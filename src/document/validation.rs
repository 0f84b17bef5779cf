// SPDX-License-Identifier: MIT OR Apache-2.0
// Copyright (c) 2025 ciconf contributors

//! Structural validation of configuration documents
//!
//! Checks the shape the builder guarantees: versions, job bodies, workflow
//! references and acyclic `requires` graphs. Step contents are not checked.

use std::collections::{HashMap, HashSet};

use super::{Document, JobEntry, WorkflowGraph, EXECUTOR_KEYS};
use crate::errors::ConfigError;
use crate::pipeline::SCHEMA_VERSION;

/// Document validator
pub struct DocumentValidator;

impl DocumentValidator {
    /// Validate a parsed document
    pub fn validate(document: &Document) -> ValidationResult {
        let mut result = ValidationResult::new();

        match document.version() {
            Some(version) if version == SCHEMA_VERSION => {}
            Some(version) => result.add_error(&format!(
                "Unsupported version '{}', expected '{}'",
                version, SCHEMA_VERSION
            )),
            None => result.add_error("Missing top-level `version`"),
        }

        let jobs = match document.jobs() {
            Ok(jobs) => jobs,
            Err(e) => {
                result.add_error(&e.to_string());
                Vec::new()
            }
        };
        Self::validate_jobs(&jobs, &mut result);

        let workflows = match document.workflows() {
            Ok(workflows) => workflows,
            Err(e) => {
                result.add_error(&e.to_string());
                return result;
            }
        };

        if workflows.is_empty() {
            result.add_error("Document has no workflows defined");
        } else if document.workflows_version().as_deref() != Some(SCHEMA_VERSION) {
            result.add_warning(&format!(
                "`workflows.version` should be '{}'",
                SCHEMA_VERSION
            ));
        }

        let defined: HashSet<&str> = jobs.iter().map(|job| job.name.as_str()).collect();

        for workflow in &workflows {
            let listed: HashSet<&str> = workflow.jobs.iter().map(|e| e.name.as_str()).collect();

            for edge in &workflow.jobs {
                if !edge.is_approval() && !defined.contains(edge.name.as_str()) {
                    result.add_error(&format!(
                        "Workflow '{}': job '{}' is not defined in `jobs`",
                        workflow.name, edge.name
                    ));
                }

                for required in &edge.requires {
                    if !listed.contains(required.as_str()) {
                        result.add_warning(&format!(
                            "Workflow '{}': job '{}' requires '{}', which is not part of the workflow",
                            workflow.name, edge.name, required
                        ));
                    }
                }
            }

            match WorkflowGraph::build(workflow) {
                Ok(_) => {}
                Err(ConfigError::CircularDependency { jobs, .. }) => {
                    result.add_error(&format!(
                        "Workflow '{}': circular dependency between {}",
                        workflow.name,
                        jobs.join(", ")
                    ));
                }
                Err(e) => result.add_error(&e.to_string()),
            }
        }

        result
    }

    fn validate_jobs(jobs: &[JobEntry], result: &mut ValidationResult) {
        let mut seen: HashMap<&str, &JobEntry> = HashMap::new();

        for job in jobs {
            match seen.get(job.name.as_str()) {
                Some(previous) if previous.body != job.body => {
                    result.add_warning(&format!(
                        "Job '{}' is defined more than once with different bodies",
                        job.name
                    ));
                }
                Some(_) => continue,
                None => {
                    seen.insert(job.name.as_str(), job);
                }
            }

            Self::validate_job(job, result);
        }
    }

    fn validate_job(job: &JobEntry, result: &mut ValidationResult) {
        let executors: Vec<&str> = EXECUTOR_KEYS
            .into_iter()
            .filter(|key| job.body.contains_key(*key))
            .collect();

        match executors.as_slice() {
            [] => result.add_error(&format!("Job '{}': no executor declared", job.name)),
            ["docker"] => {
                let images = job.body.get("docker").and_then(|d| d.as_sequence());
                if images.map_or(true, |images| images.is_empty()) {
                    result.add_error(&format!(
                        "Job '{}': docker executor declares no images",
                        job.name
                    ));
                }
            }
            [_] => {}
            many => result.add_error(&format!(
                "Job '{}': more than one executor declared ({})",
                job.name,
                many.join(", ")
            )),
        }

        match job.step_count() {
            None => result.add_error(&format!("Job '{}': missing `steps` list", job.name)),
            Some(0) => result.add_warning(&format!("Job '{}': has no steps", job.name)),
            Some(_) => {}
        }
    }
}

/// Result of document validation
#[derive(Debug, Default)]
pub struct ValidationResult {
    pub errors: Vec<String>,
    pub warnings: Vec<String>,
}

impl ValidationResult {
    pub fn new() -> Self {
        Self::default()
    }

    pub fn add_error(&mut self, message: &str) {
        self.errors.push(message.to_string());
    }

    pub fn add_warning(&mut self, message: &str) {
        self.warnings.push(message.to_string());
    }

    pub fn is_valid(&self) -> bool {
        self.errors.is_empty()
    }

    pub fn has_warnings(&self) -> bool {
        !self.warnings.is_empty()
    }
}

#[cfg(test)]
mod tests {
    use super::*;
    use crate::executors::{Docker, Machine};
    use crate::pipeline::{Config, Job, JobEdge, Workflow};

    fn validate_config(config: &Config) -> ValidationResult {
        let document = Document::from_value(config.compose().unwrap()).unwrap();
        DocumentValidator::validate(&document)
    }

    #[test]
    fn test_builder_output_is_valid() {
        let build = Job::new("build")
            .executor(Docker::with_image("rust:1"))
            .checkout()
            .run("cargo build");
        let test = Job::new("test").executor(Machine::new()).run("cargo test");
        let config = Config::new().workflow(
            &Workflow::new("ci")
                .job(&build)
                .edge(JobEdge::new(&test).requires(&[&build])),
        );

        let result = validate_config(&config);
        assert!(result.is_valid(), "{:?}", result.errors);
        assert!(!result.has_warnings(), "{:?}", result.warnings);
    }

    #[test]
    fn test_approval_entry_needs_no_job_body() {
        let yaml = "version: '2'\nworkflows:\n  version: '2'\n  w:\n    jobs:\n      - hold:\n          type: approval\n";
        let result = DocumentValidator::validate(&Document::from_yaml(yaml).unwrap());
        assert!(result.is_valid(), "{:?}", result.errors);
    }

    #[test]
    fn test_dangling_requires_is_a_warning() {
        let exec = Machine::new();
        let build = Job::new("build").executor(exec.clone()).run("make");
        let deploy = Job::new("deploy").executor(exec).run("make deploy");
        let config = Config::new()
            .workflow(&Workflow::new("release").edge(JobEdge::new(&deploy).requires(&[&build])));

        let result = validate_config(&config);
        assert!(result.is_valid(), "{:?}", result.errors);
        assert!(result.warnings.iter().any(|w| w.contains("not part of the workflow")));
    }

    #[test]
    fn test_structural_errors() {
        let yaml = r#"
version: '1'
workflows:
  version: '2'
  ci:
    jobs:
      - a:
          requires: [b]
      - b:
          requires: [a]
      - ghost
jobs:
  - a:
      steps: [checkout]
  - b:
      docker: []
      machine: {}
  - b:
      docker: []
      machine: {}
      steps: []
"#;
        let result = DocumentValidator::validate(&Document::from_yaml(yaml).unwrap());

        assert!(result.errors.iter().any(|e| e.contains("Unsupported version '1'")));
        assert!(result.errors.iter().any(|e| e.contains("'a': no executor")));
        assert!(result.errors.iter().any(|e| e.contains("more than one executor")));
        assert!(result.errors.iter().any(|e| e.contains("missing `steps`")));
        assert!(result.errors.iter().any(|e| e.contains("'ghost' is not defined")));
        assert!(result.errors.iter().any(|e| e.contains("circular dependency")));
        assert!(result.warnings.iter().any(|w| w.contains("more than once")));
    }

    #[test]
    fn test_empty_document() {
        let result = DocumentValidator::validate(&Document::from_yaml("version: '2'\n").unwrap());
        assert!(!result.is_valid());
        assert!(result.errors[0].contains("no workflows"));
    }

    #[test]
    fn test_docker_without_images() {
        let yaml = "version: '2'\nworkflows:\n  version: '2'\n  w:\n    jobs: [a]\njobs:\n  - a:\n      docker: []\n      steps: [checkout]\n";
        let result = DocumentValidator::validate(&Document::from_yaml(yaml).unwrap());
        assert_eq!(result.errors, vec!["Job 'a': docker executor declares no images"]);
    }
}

▶ [WHAT YOU NEED TO DO]
From the first line to the last, please write out the entries exactly.

▶ [OUTPUT FOR THIS EXERCISE]
filename src/document/validation.rs
repository 0f84b17bef5779cf
// SPDX-License-Identifier: MIT OR Apache-2.0
// Copyright (c) 2025 ciconf contributors

//! Structural validation of configuration documents
//!
//! Checks the shape the builder guarantees: versions, job bodies, workflow
//! references and acyclic `requires` graphs. Step contents are not checked.

use std::collections::{HashMap, HashSet};

use super::{Document, JobEntry, WorkflowGraph, EXECUTOR_KEYS};
use crate::errors::ConfigError;
use crate::pipeline::SCHEMA_VERSION;

/// Document validator
pub struct DocumentValidator;

impl DocumentValidator {
    /// Validate a parsed document
    pub fn validate(document: &Document) -> ValidationResult {
        let mut result = ValidationResult::new();

        match document.version() {
            Some(version) if version == SCHEMA_VERSION => {}
            Some(version) => result.add_error(&format!(
                "Unsupported version '{}', expected '{}'",
                version, SCHEMA_VERSION
            )),
            None => result.add_error("Missing top-level `version`"),
        }

        let jobs = match document.jobs() {
            Ok(jobs) => jobs,
            Err(e) => {
                result.add_error(&e.to_string());
                Vec::new()
            }
        };
        Self::validate_jobs(&jobs, &mut result);

        let workflows = match document.workflows() {
            Ok(workflows) => workflows,
            Err(e) => {
                result.add_error(&e.to_string());
                return result;
            }
        };

        if workflows.is_empty() {
            result.add_error("Document has no workflows defined");
        } else if document.workflows_version().as_deref() != Some(SCHEMA_VERSION) {
            result.add_warning(&format!(
                "`workflows.version` should be '{}'",
                SCHEMA_VERSION
            ));
        }

        let defined: HashSet<&str> = jobs.iter().map(|job| job.name.as_str()).collect();

        for workflow in &workflows {
            let listed: HashSet<&str> = workflow.jobs.iter().map(|e| e.name.as_str()).collect();

            for edge in &workflow.jobs {
                if !edge.is_approval() && !defined.contains(edge.name.as_str()) {
                    result.add_error(&format!(
                        "Workflow '{}': job '{}' is not defined in `jobs`",
                        workflow.name, edge.name
                    ));
                }

                for required in &edge.requires {
                    if !listed.contains(required.as_str()) {
                        result.add_warning(&format!(
                            "Workflow '{}': job '{}' requires '{}', which is not part of the workflow",
                            workflow.name, edge.name, required
                        ));
                    }
                }
            }

            match WorkflowGraph::build(workflow) {
                Ok(_) => {}
                Err(ConfigError::CircularDependency { jobs, .. }) => {
                    result.add_error(&format!(
                        "Workflow '{}': circular dependency between {}",
                        workflow.name,
                        jobs.join(", ")
                    ));
                }
                Err(e) => result.add_error(&e.to_string()),
            }
        }

        result
    }

    fn validate_jobs(jobs: &[JobEntry], result: &mut ValidationResult) {
        let mut seen: HashMap<&str, &JobEntry> = HashMap::new();

        for job in jobs {
            match seen.get(job.name.as_str()) {
                Some(previous) if previous.body != job.body => {
                    result.add_warning(&format!(
                        "Job '{}' is defined more than once with different bodies",
                        job.name
                    ));
                }
                Some(_) => continue,
                None => {
                    seen.insert(job.name.as_str(), job);
                }
            }

            Self::validate_job(job, result);
        }
    }

    fn validate_job(job: &JobEntry, result: &mut ValidationResult) {
        let executors: Vec<&str> = EXECUTOR_KEYS
            .into_iter()
            .filter(|key| job.body.contains_key(*key))
            .collect();

        match executors.as_slice() {
            [] => result.add_error(&format!("Job '{}': no executor declared", job.name)),
            ["docker"] => {
                let images = job.body.get("docker").and_then(|d| d.as_sequence());
                if images.map_or(true, |images| images.is_empty()) {
                    result.add_error(&format!(
                        "Job '{}': docker executor declares no images",
                        job.name
                    ));
                }
            }
            [_] => {}
            many => result.add_error(&format!(
                "Job '{}': more than one executor declared ({})",
                job.name,
                many.join(", ")
            )),
        }

        match job.step_count() {
            None => result.add_error(&format!("Job '{}': missing `steps` list", job.name)),
            Some(0) => result.add_warning(&format!("Job '{}': has no steps", job.name)),
            Some(_) => {}
        }
    }
}

/// Result of document validation
#[derive(Debug, Default)]
pub struct ValidationResult {
    pub errors: Vec<String>,
    pub warnings: Vec<String>,
}

impl ValidationResult {
    pub fn new() -> Self {
        Self::default()
    }

    pub fn add_error(&mut self, message: &str) {
        self.errors.push(message.to_string());
    }

    pub fn add_warning(&mut self, message: &str) {
        self.warnings.push(message.to_string());
    }

    pub fn is_valid(&self) -> bool {
        self.errors.is_empty()
    }

    pub fn has_warnings(&self) -> bool {
        !self.warnings.is_empty()
    }
}

#[cfg(test)]
mod tests {
    use super::*;
    use crate::executors::{Docker, Machine};
    use crate::pipeline::{Config, Job, JobEdge, Workflow};

    fn validate_config(config: &Config) -> ValidationResult {
        let document = Document::from_value(config.compose().unwrap()).unwrap();
        DocumentValidator::validate(&document)
    }

    #[test]
    fn test_builder_output_is_valid() {
        let build = Job::new("build")
            .executor(Docker::with_image("rust:1"))
            .checkout()
            .run("cargo build");
        let test = Job::new("test").executor(Machine::new()).run("cargo test");
        let config = Config::new().workflow(
            &Workflow::new("ci")
                .job(&build)
                .edge(JobEdge::new(&test).requires(&[&build])),
        );

        let result = validate_config(&config);
        assert!(result.is_valid(), "{:?}", result.errors);
        assert!(!result.has_warnings(), "{:?}", result.warnings);
    }

    #[test]
    fn test_approval_entry_needs_no_job_body() {
        let yaml = "version: '2'\nworkflows:\n  version: '2'\n  w:\n    jobs:\n      - hold:\n          type: approval\n";
        let result = DocumentValidator::validate(&Document::from_yaml(yaml).unwrap());
        assert!(result.is_valid(), "{:?}", result.errors);
    }

    #[test]
    fn test_dangling_requires_is_a_warning() {
        let exec = Machine::new();
        let build = Job::new("build").executor(exec.clone()).run("make");
        let deploy = Job::new("deploy").executor(exec).run("make deploy");
        let config = Config::new()
            .workflow(&Workflow::new("release").edge(JobEdge::new(&deploy).requires(&[&build])));

        let result = validate_config(&config);
        assert!(result.is_valid(), "{:?}", result.errors);
        assert!(result.warnings.iter().any(|w| w.contains("not part of the workflow")));
    }

    #[test]
    fn test_structural_errors() {
        let yaml = r#"
version: '1'
workflows:
  version: '2'
  ci:
    jobs:
      - a:
          requires: [b]
      - b:
          requires: [a]
      - ghost
jobs:
  - a:
      steps: [checkout]
  - b:
      docker: []
      machine: {}
  - b:
      docker: []
      machine: {}
      steps: []
"#;
        let result = DocumentValidator::validate(&Document::from_yaml(yaml).unwrap());

        assert!(result.errors.iter().any(|e| e.contains("Unsupported version '1'")));
        assert!(result.errors.iter().any(|e| e.contains("'a': no executor")));
        assert!(result.errors.iter().any(|e| e.contains("more than one executor")));
        assert!(result.errors.iter().any(|e| e.contains("missing `steps`")));
        assert!(result.errors.iter().any(|e| e.contains("'ghost' is not defined")));
        assert!(result.errors.iter().any(|e| e.contains("circular dependency")));
        assert!(result.warnings.iter().any(|w| w.contains("more than once")));
    }

    #[test]
    fn test_empty_document() {
        let result = DocumentValidator::validate(&Document::from_yaml("version: '2'\n").unwrap());
        assert!(!result.is_valid());
        assert!(result.errors[0].contains("no workflows"));
    }

    #[test]
    fn test_docker_without_images() {
        let yaml = "version: '2'\nworkflows:\n  version: '2'\n  w:\n    jobs: [a]\njobs:\n  - a:\n      docker: []\n      steps: [checkout]\n";
        let result = DocumentValidator::validate(&Document::from_yaml(yaml).unwrap());
        assert_eq!(result.errors, vec!["Job 'a': docker executor declares no images"]);
    }
}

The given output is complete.